** Dataset follows **

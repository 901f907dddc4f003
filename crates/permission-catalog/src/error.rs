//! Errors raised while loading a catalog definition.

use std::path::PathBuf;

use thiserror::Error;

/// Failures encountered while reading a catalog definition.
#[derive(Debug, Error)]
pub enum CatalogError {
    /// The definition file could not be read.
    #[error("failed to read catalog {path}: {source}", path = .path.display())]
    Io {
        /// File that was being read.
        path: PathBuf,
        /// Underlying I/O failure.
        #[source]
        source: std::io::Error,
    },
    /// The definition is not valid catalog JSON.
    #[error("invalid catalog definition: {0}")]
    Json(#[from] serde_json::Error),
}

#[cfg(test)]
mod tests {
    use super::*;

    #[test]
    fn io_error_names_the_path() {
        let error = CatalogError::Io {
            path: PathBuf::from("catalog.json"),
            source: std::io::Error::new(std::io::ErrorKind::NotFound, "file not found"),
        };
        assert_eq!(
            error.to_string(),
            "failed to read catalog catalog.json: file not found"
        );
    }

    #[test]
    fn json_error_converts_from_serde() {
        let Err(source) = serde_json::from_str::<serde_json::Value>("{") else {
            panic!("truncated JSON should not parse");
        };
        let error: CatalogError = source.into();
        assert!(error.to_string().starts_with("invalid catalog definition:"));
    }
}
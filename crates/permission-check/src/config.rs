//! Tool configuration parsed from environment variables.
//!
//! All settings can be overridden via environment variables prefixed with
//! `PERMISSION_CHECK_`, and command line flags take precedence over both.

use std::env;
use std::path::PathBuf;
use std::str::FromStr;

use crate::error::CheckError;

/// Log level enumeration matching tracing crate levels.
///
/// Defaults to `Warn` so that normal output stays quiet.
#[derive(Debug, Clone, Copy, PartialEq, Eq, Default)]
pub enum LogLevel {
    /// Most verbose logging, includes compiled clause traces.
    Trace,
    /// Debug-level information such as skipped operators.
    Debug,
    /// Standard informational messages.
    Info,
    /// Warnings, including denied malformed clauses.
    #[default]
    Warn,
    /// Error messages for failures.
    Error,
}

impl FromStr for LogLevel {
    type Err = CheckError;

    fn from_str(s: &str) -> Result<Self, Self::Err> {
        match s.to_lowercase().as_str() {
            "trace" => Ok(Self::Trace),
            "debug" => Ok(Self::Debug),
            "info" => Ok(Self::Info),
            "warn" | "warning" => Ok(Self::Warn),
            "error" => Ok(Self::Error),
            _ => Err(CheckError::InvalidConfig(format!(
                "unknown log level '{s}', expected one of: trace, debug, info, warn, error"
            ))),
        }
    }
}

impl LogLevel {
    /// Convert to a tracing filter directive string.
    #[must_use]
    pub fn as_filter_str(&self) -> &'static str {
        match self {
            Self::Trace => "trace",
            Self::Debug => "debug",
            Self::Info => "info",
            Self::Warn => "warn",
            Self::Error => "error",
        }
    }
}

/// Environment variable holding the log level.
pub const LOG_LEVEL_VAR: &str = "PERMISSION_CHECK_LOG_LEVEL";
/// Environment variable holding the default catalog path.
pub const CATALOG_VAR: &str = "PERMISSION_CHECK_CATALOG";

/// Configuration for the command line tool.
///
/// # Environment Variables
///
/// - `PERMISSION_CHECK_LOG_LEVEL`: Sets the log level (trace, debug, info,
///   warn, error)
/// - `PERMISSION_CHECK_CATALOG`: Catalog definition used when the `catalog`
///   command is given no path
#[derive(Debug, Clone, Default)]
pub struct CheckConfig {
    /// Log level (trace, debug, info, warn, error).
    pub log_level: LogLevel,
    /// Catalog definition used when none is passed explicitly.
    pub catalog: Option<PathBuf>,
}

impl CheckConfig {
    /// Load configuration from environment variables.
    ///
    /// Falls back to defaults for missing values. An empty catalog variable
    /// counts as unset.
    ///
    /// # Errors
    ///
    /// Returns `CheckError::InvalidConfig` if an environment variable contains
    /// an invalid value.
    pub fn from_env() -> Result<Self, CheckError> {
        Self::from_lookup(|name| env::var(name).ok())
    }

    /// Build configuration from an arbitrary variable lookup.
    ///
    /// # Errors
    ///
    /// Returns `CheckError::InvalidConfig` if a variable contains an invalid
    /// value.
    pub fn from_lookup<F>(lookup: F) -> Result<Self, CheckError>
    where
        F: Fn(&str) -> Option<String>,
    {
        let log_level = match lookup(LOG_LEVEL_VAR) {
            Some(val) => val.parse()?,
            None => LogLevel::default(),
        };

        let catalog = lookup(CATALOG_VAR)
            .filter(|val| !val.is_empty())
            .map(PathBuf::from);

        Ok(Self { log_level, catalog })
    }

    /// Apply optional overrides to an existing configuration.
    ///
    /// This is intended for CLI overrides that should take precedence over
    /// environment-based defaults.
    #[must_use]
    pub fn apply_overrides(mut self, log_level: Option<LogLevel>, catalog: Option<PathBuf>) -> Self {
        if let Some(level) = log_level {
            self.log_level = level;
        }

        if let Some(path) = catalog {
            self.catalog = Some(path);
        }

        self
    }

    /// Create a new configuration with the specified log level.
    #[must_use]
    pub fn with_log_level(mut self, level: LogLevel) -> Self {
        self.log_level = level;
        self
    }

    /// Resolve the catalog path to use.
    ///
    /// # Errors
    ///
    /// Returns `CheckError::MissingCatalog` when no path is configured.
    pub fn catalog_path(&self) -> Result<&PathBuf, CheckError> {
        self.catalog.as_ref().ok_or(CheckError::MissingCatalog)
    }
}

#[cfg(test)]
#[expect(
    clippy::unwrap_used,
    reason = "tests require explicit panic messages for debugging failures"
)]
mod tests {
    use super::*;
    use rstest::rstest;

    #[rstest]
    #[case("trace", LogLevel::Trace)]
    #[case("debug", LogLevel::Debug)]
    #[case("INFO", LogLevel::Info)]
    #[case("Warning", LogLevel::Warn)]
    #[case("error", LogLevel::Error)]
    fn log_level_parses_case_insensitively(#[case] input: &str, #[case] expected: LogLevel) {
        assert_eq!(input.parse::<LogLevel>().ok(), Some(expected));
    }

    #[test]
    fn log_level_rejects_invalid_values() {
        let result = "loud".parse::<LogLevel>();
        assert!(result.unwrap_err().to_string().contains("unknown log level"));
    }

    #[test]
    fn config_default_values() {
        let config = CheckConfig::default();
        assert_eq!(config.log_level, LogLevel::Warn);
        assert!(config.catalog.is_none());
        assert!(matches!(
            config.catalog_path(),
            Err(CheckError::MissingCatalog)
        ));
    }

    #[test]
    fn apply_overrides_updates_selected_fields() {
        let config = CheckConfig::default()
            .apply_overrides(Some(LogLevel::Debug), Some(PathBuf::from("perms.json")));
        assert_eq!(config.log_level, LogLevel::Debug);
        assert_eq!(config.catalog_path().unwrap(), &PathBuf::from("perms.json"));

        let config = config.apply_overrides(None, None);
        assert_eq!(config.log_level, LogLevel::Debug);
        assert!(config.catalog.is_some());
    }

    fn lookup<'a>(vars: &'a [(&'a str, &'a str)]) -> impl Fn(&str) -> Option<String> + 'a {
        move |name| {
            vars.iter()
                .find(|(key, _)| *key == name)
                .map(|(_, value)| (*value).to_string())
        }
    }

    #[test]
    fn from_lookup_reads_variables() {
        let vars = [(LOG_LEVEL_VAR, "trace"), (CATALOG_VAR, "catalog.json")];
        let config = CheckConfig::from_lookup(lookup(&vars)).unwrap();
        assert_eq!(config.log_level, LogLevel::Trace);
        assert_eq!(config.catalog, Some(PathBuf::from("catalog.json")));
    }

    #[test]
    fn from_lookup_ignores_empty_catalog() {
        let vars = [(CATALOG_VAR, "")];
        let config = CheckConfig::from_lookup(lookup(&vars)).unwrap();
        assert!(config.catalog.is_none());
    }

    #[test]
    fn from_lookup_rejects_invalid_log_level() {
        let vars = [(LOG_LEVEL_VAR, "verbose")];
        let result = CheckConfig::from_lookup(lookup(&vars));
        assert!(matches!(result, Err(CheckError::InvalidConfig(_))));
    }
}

** End of Dataset **

● Exercise prompt:
Copy the lines of the data above exactly as written, beginning with the line containing "use thiserror::Error;" and ending with the line containing "was being read.", and leave out all other lines.

● Output for this exercise:
use thiserror::Error;

/// Failures encountered while reading a catalog definition.
#[derive(Debug, Error)]
pub enum CatalogError {
    /// The definition file could not be read.
    #[error("failed to read catalog {path}: {source}", path = .path.display())]
    Io {
        /// File that was being read.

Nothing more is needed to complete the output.